Ricordo il vitreo bulbo oculare di una volpe appena morta. Voragine muschiosa, sospesa nel nulla.
Avevo provato a raccoglierla dalla sua zampa ossuta – scricchiolii di un corpo appena investito – ma scivolava fra le dita. La spostai a lato della strada, il muso ritorto pesava di assenza.

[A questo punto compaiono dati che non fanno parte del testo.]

//! Identifiers are opaque strings used by tasks, projects, epics, agents, executions,
//! locks, and backups. They carry no internal structure beyond being non-empty; new
//! ones are minted from v4 uuids.

use serde::{Deserialize, Serialize};
use std::error::Error;
use std::fmt::{Debug, Display, Formatter};
use std::str::FromStr;
use uuid::Uuid;

/// An invalid identifier was given
#[derive(Debug, Clone, PartialEq, Eq)]
pub struct InvalidId(pub String);

impl Display for InvalidId {
    fn fmt(&self, f: &mut Formatter<'_>) -> std::fmt::Result {
        write!(f, "invalid identifier: {:?}", self.0)
    }
}

impl Error for InvalidId {}

macro_rules! identifier {
    ($(#[$meta:meta])* $name:ident) => {
        $(#[$meta])*
        #[derive(Clone, PartialEq, Eq, Hash, PartialOrd, Ord, Serialize, Deserialize)]
        #[serde(transparent)]
        pub struct $name(String);

        impl $name {
            /// Create an identifier from an existing string.
            ///
            /// # Error
            /// Errors if the string is empty or contains a NUL byte.
            pub fn new<S: Into<String>>(value: S) -> Result<Self, InvalidId> {
                let value = value.into();
                if value.is_empty() || value.contains('\0') {
                    return Err(InvalidId(value));
                }
                Ok(Self(value))
            }

            /// Mint a fresh identifier
            pub fn generate() -> Self {
                Self(Uuid::new_v4().to_string())
            }

            /// The identifier as a string slice
            pub fn as_str(&self) -> &str {
                &self.0
            }
        }

        impl Display for $name {
            fn fmt(&self, f: &mut Formatter<'_>) -> std::fmt::Result {
                write!(f, "{}", self.0)
            }
        }

        impl Debug for $name {
            fn fmt(&self, f: &mut Formatter<'_>) -> std::fmt::Result {
                write!(f, "\"{}\"", self.0)
            }
        }

        impl FromStr for $name {
            type Err = InvalidId;

            fn from_str(s: &str) -> Result<Self, Self::Err> {
                Self::new(s)
            }
        }

        impl AsRef<str> for $name {
            fn as_ref(&self) -> &str {
                self.as_str()
            }
        }
    };
}

identifier! {
    /// Identifies a single task
    TaskId
}
identifier! {
    /// Identifies a project
    ProjectId
}
identifier! {
    /// Identifies an epic within a project
    EpicId
}
identifier! {
    /// Identifies a worker agent
    AgentId
}
identifier! {
    /// Identifies one attempt to run a task on an agent
    ExecutionId
}
identifier! {
    /// Identifies an advisory lock held through the security gate
    LockId
}
identifier! {
    /// Identifies a storage backup snapshot
    BackupId
}

/// The separator between the two halves of an [`EdgeKey`]
pub const EDGE_SEPARATOR: &str = "->";

/// Identifies a dependency edge as `"{dependent}->{dependency}"`.
///
/// The `from` side is the dependent task, the `to` side the dependency it waits on.
#[derive(Clone, PartialEq, Eq, Hash, PartialOrd, Ord)]
pub struct EdgeKey {
    from: TaskId,
    to: TaskId,
}

impl EdgeKey {
    /// Create an edge key from dependent to dependency
    pub fn new(from: TaskId, to: TaskId) -> Self {
        Self { from, to }
    }

    /// The dependent task
    pub fn from_id(&self) -> &TaskId {
        &self.from
    }

    /// The dependency task
    pub fn to_id(&self) -> &TaskId {
        &self.to
    }
}

impl Display for EdgeKey {
    fn fmt(&self, f: &mut Formatter<'_>) -> std::fmt::Result {
        write!(f, "{}{}{}", self.from, EDGE_SEPARATOR, self.to)
    }
}

impl Debug for EdgeKey {
    fn fmt(&self, f: &mut Formatter<'_>) -> std::fmt::Result {
        write!(f, "\"{}\"", self)
    }
}

impl FromStr for EdgeKey {
    type Err = InvalidId;

    fn from_str(s: &str) -> Result<Self, Self::Err> {
        let (from, to) = s.split_once(EDGE_SEPARATOR).ok_or_else(|| InvalidId(s.to_string()))?;
        Ok(Self {
            from: TaskId::new(from)?,
            to: TaskId::new(to)?,
        })
    }
}

impl Serialize for EdgeKey {
    fn serialize<S: serde::Serializer>(&self, serializer: S) -> Result<S::Ok, S::Error> {
        serializer.collect_str(self)
    }
}

impl<'de> Deserialize<'de> for EdgeKey {
    fn deserialize<D: serde::Deserializer<'de>>(deserializer: D) -> Result<Self, D::Error> {
        let raw = String::deserialize(deserializer)?;
        raw.parse().map_err(serde::de::Error::custom)
    }
}
//! Queue ordering. Each scheduler tick sorts the queued executions by the configured
//! algorithm; every algorithm tie-breaks on the lexicographic execution id so that
//! scheduling is deterministic.

use overseer_core::config::SchedulingAlgorithm;
use overseer_core::execution::Execution;
use overseer_core::identifier::ExecutionId;
use std::cmp::Ordering;
use std::collections::HashMap;
use std::time::Instant;

/// Normalisation horizons for the hybrid subscores
const URGENCY_HORIZON_SECS: f64 = 3600.0;
const DURATION_HORIZON_MINUTES: f64 = 480.0;
const MEMORY_HORIZON_MB: f64 = 8192.0;
const CPU_HORIZON_WEIGHT: f64 = 16.0;

/// Sort the queue in place, best candidate first
pub(crate) fn sort_queue(
    queue: &mut Vec<ExecutionId>,
    executions: &HashMap<ExecutionId, Execution>,
    algorithm: SchedulingAlgorithm,
) {
    let now = Instant::now();
    queue.sort_by(|a, b| {
        match (executions.get(a), executions.get(b)) {
            (Some(left), Some(right)) => compare(left, right, algorithm, now),
            // unknown ids sink to the back; the tick drops them
            (Some(_), None) => Ordering::Less,
            (None, Some(_)) => Ordering::Greater,
            (None, None) => a.cmp(b),
        }
    });
}

fn compare(
    left: &Execution,
    right: &Execution,
    algorithm: SchedulingAlgorithm,
    now: Instant,
) -> Ordering {
    let ordering = match algorithm {
        SchedulingAlgorithm::PriorityFirst => left.priority.cmp(&right.priority),
        SchedulingAlgorithm::EarliestDeadline => left.timeout_at.cmp(&right.timeout_at),
        SchedulingAlgorithm::ShortestJob => total_order(
            left.requirements.estimated_duration_minutes,
            right.requirements.estimated_duration_minutes,
        ),
        SchedulingAlgorithm::ResourceBalanced => {
            total_order(footprint(left), footprint(right))
        }
        SchedulingAlgorithm::HybridOptimal => {
            // higher score first
            total_order(hybrid_score(right, now), hybrid_score(left, now))
        }
    };
    ordering.then_with(|| left.execution_id.cmp(&right.execution_id))
}

/// The hybrid score: four subscores each in `[0, 25]` — priority rank, urgency
/// until the timeout, resource footprint (smaller preferred), and estimated
/// duration (shorter preferred)
pub(crate) fn hybrid_score(execution: &Execution, now: Instant) -> f64 {
    let priority = (3 - execution.priority.rank()) as f64 / 3.0 * 25.0;

    let remaining = execution
        .timeout_at
        .saturating_duration_since(now)
        .as_secs_f64();
    let urgency = (1.0 - (remaining / URGENCY_HORIZON_SECS).min(1.0)) * 25.0;

    let resource = (1.0 - footprint(execution)) * 25.0;

    let duration = (1.0
        - (execution.requirements.estimated_duration_minutes / DURATION_HORIZON_MINUTES).min(1.0))
        * 25.0;

    priority + urgency + resource + duration
}

/// Normalised resource footprint in `[0, 1]`
fn footprint(execution: &Execution) -> f64 {
    let memory = (execution.requirements.memory_mb as f64 / MEMORY_HORIZON_MB).min(1.0);
    let cpu = (execution.requirements.cpu_weight / CPU_HORIZON_WEIGHT).min(1.0);
    (memory + cpu) / 2.0
}

fn total_order(left: f64, right: f64) -> Ordering {
    left.partial_cmp(&right).unwrap_or(Ordering::Equal)
}
//! Dependency edges. An edge points from the dependent task to the dependency it
//! waits on; the edge table is keyed `"{dependent}->{dependency}"`.

use overseer_core::identifier::{EdgeKey, TaskId};

/// What kind of dependency an edge expresses
#[derive(
    Debug,
    Copy,
    Clone,
    PartialEq,
    Eq,
    Hash,
    Serialize,
    Deserialize,
    strum_macros::Display,
    strum_macros::EnumString,
)]
#[serde(rename_all = "lowercase")]
#[strum(serialize_all = "lowercase")]
pub enum DependencyType {
    Task,
    Package,
    Framework,
    Tool,
    Import,
    Environment,
}

/// A directed dependency edge
#[derive(Debug, Clone, PartialEq, Serialize, Deserialize)]
#[serde(rename_all = "camelCase")]
pub struct DependencyEdge {
    /// The dependent task, which must wait
    pub from: TaskId,
    /// The dependency, which must finish first
    pub to: TaskId,
    #[serde(rename = "type")]
    pub dep_type: DependencyType,
    /// Positive multiplier applied to the dependent's estimate on the critical path
    pub weight: f64,
    #[serde(default)]
    pub critical: bool,
    #[serde(default, skip_serializing_if = "Option::is_none")]
    pub description: Option<String>,
}

impl DependencyEdge {
    pub fn new(from: TaskId, to: TaskId, dep_type: DependencyType) -> Self {
        Self {
            from,
            to,
            dep_type,
            weight: 1.0,
            critical: false,
            description: None,
        }
    }

    pub fn with_weight(mut self, weight: f64) -> Self {
        self.weight = weight;
        self
    }

    pub fn with_critical(mut self, critical: bool) -> Self {
        self.critical = critical;
        self
    }

    pub fn with_description(mut self, description: impl Into<String>) -> Self {
        self.description = Some(description.into());
        self
    }

    /// The `"{from}->{to}"` key of this edge
    pub fn key(&self) -> EdgeKey {
        EdgeKey::new(self.from.clone(), self.to.clone())
    }
}

#[cfg(test)]
mod tests {
    use super::*;

    #[test]
    fn edge_key_uses_arrow_form() {
        let edge = DependencyEdge::new(
            TaskId::new("impl").unwrap(),
            TaskId::new("setup").unwrap(),
            DependencyType::Task,
        );
        assert_eq!(edge.key().to_string(), "impl->setup");
        assert_eq!(edge.weight, 1.0);
    }

    #[test]
    fn type_serialises_lowercase() {
        let json = serde_json::to_string(&DependencyType::Environment).unwrap();
        assert_eq!(json, "\"environment\"");
        assert_eq!("package".parse::<DependencyType>().unwrap(), DependencyType::Package);
    }
}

Una carezza ultima gliel’ho voluta dare mentre un ragazzino, fermatosi anche lui, mi chiedeva se fosse ancora calda. “Funzionano anche loro come noi?” Disse, ma non sono sicura di aver inteso davvero il significato di quella domanda. “Bè, non è ancora fredda, forse è morta da una ventina di minuti”, provai a rispondere.
Siamo noi ad attraversare le cose, il bosco. Tutto è bosco anche senza alberi.
E poi la notte, addormentata, ricordo di aver corso nel mio sogno e lei mi seguiva, quella volpe, saltava e correva fra gli alberi, vivace, ma non si faceva toccare. La persi quasi subito. Io delusa e sollevata tornai a casa. Spiai dall’oblò della mia roulotte tutta la notte. Osservavo il buio di cespugli sperando che si animassero all’improvviso. Volevo che tornasse da me.
D’un tratto, al mattino, lei tornò, ma senza pelliccia: la vidi: traballante e spaesata. Solo un corpo nudo di donna, adulta, con un ventre, l’ombelico e i capelli crespi. La bocca era dipinta di terra fino al mento, una leggera peluria d’oro brillava su braccia e gambe. Le andai incontro e la baciai, quanto era morbida, esile. Rimase inginocchiata, inesperta nelle sue gambe, con la testa fra le mie mani, vicina al mio ventre. Toccai le sue labbra e le riempii di fiori, poi baciai la sua fronte e lei socchiuse gli occhi, forse addomesticata dalla sua nuova debolezza.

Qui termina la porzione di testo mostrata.